_SUPPLIED MATERIAL_.

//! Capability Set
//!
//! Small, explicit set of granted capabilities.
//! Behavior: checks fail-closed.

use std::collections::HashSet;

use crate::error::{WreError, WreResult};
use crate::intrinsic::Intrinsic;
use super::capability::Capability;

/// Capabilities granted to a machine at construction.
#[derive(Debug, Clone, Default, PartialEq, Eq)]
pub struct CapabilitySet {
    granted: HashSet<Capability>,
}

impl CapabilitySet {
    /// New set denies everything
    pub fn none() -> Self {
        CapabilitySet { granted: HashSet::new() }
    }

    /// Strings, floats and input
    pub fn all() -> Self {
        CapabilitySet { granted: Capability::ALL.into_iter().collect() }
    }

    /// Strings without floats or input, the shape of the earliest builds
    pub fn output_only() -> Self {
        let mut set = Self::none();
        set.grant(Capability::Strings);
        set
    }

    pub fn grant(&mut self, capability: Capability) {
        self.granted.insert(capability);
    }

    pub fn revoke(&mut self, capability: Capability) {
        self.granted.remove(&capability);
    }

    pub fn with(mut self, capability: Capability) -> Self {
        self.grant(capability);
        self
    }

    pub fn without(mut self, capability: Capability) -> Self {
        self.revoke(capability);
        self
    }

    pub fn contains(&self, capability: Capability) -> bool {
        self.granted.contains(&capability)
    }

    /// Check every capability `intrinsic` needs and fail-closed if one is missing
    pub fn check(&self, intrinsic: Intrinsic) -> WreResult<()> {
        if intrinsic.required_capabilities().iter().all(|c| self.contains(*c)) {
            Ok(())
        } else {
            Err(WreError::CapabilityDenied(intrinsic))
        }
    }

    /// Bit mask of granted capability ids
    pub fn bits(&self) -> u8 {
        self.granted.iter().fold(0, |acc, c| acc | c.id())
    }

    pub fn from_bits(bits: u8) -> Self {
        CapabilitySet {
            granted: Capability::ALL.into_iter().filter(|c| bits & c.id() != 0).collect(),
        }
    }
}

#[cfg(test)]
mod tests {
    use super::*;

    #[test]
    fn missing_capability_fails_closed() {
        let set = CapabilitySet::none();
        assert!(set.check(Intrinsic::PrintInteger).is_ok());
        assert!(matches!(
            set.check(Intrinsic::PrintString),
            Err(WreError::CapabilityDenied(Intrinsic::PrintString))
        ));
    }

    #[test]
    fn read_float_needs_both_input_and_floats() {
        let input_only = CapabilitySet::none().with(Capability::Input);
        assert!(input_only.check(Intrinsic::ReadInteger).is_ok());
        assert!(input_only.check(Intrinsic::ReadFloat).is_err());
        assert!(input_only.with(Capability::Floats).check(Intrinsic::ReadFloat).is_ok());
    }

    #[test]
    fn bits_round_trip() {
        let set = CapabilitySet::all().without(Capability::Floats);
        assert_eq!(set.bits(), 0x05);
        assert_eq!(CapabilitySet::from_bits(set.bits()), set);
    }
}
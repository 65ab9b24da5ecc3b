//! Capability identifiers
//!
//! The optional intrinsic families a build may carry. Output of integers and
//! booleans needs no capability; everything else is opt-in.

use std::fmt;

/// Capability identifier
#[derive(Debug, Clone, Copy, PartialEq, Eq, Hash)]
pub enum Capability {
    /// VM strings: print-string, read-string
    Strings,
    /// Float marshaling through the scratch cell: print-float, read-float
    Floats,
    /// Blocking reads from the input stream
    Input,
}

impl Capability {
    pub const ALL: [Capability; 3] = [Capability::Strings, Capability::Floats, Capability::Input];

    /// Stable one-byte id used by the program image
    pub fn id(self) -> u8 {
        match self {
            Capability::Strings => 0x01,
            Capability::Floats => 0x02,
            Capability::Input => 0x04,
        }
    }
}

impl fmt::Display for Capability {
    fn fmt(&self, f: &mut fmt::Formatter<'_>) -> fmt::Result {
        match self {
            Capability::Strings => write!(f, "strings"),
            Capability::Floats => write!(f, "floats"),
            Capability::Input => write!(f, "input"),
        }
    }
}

...

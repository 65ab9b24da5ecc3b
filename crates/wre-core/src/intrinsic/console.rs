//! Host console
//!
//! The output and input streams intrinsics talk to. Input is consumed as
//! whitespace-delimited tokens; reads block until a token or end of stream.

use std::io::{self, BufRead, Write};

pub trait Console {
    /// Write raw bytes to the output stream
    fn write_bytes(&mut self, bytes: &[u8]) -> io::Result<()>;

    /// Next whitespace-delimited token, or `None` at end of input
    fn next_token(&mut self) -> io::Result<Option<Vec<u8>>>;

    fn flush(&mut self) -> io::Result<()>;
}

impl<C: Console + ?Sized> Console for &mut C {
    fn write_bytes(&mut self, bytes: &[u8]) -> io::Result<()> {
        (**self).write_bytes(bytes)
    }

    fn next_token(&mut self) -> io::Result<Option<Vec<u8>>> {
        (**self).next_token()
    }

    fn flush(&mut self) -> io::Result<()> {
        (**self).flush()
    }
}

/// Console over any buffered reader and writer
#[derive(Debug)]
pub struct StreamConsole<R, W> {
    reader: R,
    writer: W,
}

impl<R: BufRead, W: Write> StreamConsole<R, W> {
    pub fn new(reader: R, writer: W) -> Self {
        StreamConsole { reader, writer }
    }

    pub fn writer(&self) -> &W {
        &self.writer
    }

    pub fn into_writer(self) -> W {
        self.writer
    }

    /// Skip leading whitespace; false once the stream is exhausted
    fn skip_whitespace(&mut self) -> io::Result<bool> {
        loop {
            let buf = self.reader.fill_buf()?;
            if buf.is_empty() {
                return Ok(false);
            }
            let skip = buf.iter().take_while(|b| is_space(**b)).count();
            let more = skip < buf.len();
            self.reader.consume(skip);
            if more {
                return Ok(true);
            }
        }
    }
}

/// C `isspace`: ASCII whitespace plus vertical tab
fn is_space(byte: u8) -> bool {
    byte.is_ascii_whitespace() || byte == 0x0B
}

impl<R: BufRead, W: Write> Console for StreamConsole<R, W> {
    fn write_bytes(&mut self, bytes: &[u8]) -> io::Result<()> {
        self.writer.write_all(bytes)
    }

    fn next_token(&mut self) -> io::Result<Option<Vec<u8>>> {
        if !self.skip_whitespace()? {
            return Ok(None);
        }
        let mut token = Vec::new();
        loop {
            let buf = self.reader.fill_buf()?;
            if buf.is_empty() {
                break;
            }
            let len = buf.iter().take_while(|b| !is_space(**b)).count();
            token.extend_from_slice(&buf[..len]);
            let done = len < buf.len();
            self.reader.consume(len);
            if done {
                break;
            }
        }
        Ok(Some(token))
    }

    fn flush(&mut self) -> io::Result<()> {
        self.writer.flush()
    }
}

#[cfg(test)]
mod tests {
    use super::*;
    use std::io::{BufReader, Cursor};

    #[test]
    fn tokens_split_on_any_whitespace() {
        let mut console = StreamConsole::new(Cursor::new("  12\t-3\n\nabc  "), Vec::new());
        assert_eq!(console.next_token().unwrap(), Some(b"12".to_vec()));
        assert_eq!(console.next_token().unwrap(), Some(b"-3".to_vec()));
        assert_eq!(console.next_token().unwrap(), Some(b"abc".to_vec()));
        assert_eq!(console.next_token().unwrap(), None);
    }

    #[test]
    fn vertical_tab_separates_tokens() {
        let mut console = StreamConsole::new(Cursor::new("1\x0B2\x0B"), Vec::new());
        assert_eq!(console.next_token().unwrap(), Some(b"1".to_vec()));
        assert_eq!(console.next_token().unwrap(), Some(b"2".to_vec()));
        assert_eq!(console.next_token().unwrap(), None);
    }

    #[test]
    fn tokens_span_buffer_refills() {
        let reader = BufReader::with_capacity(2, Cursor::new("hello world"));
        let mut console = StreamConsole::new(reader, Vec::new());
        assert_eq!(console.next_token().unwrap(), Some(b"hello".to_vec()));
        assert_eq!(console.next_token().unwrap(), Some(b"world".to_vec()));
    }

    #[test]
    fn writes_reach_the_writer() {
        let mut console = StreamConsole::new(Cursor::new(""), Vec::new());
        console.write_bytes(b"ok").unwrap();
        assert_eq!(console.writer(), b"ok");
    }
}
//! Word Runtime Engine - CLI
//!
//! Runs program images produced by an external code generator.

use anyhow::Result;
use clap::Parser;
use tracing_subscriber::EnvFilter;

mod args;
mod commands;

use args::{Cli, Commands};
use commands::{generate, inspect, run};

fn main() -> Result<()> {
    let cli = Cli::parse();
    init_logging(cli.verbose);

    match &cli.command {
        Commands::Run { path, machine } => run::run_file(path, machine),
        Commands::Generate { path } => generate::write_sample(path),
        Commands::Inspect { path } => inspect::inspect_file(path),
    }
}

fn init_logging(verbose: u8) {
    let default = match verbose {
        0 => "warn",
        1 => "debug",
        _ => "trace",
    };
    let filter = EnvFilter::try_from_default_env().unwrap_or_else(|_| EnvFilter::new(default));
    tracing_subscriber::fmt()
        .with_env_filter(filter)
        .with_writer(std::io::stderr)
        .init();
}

_TASK OBJECTIVE_.
Wherever the line holding "Err(WreError::CapabilityDenied(Intrinsic::PrintString))" falls in the entries above, copy exactly from it through the line holding "assert!(input_only.check(Intrinsic::ReadFloat).is_err());", inclusive, and add nothing.

_EXPECTED ANSWER_.
            Err(WreError::CapabilityDenied(Intrinsic::PrintString))
        ));
    }

    #[test]
    fn read_float_needs_both_input_and_floats() {
        let input_only = CapabilitySet::none().with(Capability::Input);
        assert!(input_only.check(Intrinsic::ReadInteger).is_ok());
        assert!(input_only.check(Intrinsic::ReadFloat).is_err());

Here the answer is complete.